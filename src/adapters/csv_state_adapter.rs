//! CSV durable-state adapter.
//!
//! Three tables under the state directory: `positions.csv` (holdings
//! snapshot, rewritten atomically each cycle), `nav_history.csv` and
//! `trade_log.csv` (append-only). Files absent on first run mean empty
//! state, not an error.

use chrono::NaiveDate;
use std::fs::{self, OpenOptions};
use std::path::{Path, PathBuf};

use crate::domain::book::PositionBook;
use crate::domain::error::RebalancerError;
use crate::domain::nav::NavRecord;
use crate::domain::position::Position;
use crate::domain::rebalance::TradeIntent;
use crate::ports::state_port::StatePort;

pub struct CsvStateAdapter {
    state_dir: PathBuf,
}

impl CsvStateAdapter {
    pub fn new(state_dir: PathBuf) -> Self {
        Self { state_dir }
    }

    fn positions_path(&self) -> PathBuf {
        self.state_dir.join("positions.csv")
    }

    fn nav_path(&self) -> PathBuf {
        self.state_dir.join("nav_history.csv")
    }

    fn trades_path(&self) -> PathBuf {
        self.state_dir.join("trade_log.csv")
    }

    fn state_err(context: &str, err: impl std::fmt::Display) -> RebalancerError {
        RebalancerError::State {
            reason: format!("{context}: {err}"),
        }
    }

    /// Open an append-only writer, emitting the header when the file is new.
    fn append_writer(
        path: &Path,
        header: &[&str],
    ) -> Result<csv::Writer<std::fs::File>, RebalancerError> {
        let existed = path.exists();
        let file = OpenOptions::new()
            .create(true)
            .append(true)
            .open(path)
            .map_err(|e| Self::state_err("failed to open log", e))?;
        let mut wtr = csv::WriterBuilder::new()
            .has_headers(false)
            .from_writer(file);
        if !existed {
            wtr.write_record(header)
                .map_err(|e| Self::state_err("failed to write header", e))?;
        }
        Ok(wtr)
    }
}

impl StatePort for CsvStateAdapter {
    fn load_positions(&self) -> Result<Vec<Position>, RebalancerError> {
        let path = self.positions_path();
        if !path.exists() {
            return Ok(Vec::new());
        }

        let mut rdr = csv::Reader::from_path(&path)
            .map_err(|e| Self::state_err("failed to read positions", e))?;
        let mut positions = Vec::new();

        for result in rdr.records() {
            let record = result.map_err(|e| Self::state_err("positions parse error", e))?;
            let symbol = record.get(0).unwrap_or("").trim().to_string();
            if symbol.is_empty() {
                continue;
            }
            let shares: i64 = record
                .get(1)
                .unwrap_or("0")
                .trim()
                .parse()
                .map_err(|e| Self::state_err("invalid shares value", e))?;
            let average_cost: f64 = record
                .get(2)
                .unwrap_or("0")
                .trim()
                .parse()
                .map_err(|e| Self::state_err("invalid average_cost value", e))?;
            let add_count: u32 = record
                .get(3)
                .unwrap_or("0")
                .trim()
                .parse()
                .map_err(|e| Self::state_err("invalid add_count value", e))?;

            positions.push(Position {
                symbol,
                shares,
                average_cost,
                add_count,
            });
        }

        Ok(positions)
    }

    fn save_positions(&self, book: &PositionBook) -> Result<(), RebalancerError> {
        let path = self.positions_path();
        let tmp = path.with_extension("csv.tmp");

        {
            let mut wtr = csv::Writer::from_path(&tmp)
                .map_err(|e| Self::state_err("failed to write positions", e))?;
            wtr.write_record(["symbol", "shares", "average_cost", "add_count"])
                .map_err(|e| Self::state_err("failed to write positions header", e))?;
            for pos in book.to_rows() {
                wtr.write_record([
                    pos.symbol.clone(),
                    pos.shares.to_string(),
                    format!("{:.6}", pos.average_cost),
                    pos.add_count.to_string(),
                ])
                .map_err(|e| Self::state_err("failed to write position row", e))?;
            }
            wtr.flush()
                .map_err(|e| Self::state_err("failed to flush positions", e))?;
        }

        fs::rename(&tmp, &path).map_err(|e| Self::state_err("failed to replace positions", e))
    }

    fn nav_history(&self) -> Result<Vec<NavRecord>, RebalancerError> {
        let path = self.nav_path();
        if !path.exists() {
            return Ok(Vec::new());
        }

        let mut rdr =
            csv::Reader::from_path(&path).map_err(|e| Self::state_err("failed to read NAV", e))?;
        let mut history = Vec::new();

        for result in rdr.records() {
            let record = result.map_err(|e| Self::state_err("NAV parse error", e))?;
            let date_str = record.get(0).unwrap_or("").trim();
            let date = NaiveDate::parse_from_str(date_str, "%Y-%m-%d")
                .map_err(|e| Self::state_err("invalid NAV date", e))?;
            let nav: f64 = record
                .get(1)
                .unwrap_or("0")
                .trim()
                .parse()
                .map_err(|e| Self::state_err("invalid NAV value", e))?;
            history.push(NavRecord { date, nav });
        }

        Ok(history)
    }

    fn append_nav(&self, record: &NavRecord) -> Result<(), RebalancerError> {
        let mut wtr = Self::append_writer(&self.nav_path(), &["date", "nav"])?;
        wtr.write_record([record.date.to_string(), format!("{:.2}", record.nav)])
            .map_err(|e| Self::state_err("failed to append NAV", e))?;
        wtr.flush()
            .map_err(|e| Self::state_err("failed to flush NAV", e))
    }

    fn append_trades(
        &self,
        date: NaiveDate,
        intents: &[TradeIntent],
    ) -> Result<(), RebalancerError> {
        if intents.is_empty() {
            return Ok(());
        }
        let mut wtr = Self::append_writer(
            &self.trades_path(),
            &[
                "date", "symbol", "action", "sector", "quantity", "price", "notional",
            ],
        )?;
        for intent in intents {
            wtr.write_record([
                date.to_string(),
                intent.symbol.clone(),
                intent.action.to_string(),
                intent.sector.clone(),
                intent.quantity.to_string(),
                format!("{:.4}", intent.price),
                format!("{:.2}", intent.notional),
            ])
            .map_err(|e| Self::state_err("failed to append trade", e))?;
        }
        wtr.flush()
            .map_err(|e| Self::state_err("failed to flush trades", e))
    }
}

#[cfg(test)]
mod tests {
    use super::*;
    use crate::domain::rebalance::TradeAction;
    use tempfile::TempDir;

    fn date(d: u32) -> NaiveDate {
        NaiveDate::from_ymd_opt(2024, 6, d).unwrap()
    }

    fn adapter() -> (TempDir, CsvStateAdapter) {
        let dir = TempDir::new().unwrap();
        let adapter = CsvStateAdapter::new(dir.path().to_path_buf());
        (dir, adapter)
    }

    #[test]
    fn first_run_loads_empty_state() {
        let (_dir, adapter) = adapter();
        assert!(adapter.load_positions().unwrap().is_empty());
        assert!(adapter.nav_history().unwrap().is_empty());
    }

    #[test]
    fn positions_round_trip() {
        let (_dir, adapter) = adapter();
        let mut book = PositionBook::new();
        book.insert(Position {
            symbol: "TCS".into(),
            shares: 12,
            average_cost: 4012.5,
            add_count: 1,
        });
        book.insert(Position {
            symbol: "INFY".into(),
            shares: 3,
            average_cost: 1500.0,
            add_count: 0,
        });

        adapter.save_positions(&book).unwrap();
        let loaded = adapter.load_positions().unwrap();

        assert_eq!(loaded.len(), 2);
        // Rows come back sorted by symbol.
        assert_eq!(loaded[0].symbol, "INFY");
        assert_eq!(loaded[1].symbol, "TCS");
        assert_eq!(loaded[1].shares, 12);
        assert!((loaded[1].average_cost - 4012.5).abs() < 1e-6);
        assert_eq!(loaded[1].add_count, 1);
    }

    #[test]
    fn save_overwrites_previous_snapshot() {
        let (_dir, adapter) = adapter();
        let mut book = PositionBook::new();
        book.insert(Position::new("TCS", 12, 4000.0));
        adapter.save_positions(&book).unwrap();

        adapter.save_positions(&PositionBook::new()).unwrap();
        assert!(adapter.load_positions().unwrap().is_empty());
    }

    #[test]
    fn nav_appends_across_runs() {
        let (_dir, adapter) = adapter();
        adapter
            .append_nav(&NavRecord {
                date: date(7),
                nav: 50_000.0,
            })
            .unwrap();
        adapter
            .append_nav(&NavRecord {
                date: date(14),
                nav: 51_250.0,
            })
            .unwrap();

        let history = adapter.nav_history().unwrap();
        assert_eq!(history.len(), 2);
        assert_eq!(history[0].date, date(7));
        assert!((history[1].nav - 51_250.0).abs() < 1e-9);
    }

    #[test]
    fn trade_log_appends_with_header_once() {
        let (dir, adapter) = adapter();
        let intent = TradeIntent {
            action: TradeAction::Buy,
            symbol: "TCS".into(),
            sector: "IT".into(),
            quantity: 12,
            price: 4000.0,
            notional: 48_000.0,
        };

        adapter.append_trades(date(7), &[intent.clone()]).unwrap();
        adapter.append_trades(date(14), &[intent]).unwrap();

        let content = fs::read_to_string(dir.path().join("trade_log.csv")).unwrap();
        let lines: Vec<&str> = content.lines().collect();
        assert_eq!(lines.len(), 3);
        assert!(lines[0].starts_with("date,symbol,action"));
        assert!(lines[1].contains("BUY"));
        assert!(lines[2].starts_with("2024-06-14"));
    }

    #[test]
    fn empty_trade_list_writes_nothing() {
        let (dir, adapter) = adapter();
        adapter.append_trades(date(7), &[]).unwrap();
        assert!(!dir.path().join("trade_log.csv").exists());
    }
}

***

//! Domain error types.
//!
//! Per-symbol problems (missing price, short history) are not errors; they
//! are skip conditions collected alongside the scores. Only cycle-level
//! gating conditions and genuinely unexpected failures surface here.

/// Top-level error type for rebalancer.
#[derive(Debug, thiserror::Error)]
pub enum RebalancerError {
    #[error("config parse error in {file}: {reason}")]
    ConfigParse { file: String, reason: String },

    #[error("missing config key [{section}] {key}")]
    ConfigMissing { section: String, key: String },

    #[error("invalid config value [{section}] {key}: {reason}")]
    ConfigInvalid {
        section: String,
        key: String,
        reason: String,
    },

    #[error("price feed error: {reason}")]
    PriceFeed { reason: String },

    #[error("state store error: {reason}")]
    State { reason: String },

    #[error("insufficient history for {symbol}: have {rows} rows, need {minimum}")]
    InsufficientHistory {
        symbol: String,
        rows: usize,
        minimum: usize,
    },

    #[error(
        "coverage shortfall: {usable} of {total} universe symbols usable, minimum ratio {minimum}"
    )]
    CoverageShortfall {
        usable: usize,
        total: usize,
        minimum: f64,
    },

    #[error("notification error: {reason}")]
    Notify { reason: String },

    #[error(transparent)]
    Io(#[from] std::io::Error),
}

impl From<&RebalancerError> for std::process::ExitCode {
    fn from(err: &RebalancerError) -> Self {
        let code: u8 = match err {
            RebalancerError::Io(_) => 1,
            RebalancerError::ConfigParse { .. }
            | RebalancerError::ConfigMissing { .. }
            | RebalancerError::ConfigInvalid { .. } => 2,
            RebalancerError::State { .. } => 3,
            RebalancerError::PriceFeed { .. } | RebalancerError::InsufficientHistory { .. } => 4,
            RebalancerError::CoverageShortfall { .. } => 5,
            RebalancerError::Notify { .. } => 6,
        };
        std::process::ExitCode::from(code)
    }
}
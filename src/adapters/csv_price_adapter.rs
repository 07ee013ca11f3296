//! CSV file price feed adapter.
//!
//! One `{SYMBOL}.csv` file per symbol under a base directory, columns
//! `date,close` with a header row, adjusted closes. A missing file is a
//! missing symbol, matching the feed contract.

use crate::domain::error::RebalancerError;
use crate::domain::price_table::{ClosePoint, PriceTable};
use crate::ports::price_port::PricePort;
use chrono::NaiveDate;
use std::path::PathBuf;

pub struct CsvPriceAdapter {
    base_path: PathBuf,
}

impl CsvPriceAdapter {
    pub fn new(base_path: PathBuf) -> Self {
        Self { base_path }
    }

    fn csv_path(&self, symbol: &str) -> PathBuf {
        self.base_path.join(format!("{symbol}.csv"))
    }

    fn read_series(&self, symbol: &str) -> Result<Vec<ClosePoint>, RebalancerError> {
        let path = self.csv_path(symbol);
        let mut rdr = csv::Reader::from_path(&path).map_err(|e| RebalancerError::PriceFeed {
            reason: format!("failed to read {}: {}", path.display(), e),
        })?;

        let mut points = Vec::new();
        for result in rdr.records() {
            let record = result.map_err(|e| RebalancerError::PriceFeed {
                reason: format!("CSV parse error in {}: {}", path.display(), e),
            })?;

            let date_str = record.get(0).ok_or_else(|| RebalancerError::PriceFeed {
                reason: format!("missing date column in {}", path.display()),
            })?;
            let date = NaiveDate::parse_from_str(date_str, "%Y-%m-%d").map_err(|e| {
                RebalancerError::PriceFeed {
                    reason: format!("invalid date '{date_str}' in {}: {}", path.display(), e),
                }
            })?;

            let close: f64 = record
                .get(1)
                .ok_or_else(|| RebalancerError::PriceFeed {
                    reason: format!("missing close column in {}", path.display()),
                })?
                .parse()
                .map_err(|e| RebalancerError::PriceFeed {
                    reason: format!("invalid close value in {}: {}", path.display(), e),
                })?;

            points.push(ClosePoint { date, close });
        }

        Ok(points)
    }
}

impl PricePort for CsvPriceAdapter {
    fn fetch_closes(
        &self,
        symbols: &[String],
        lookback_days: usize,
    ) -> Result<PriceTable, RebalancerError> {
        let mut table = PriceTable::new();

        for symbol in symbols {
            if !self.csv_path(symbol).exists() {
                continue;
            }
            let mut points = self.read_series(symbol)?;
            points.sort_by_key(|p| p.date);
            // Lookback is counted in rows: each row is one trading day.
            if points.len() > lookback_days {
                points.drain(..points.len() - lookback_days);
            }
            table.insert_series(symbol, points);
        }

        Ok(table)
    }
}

***

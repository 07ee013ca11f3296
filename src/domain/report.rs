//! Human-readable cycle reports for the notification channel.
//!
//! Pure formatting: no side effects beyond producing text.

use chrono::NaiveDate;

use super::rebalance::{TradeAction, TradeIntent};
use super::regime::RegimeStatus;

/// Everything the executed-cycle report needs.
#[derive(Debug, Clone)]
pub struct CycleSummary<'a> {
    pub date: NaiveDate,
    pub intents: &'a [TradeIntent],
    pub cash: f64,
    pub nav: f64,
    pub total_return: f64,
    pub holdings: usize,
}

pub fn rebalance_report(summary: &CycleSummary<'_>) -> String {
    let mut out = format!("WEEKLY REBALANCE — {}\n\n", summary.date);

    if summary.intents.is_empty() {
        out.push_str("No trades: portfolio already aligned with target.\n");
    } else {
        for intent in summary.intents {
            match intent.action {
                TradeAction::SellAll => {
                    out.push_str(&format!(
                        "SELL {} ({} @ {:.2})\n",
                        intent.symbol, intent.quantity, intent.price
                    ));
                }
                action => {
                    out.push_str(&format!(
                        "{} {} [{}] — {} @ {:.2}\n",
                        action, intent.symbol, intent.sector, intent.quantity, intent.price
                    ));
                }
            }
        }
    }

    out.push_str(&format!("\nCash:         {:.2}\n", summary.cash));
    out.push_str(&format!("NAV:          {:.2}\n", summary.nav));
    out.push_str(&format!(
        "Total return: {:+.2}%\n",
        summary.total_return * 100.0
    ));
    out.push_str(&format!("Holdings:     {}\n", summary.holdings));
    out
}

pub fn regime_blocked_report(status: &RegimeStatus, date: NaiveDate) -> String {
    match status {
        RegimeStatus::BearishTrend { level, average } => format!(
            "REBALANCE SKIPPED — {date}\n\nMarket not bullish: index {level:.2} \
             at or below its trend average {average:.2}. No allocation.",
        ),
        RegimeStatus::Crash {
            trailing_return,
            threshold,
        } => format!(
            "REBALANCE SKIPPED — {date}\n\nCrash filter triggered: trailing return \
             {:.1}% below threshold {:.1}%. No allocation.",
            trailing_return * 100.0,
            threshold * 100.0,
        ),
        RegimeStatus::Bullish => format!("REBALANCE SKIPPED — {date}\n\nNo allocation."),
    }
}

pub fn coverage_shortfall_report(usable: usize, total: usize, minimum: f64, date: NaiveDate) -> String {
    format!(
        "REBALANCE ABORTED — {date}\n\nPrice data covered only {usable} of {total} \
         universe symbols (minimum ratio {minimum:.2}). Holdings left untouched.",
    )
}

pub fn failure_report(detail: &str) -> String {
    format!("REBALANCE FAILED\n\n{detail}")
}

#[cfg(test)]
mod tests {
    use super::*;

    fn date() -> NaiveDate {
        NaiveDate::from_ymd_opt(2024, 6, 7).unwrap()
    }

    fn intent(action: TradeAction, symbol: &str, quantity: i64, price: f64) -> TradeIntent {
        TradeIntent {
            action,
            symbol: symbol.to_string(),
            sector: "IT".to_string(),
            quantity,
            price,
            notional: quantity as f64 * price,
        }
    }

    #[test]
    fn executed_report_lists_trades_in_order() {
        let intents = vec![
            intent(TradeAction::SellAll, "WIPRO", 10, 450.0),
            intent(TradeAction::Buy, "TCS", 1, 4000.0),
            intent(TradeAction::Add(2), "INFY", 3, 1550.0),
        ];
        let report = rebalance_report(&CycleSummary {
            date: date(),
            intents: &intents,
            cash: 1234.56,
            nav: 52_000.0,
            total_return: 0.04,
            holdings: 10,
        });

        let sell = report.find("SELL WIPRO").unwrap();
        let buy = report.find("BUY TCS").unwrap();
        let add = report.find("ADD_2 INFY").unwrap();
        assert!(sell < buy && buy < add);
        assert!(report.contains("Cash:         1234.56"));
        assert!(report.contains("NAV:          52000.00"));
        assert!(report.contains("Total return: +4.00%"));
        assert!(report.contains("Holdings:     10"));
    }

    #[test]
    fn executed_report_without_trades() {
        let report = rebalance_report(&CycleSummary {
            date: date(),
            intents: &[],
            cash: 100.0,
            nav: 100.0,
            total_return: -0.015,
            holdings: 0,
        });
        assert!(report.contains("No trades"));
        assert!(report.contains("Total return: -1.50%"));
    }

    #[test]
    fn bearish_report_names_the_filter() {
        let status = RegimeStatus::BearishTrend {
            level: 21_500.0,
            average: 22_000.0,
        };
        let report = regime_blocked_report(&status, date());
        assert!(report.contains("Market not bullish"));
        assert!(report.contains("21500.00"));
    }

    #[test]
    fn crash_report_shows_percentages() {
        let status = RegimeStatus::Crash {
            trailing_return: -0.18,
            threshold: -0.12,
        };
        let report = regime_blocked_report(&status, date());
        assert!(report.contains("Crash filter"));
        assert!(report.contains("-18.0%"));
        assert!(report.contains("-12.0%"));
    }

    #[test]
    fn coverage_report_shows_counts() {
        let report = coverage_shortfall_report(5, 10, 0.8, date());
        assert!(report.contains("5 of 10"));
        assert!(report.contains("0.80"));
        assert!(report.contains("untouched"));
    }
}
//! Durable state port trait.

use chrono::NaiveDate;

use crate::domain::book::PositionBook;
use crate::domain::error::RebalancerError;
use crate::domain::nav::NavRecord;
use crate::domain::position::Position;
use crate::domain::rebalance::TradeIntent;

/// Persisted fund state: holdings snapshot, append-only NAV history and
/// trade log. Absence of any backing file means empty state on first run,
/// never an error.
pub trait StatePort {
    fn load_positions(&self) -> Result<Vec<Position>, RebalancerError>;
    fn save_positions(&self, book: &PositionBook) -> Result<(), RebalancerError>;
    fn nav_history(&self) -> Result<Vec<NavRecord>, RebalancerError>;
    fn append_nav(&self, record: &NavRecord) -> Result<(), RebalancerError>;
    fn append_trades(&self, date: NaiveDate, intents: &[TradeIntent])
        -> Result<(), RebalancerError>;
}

***

Work to be completed: Out of the data above, give again only the lines starting at the one holding "filename src/adapters/csv_state_adapter.rs" and ending at the one holding "snapshot, rewritten atomically", unchanged.

Output of the task:
filename src/adapters/csv_state_adapter.rs
//! CSV durable-state adapter.
//!
//! Three tables under the state directory: `positions.csv` (holdings
//! snapshot, rewritten atomically each cycle), `nav_history.csv` and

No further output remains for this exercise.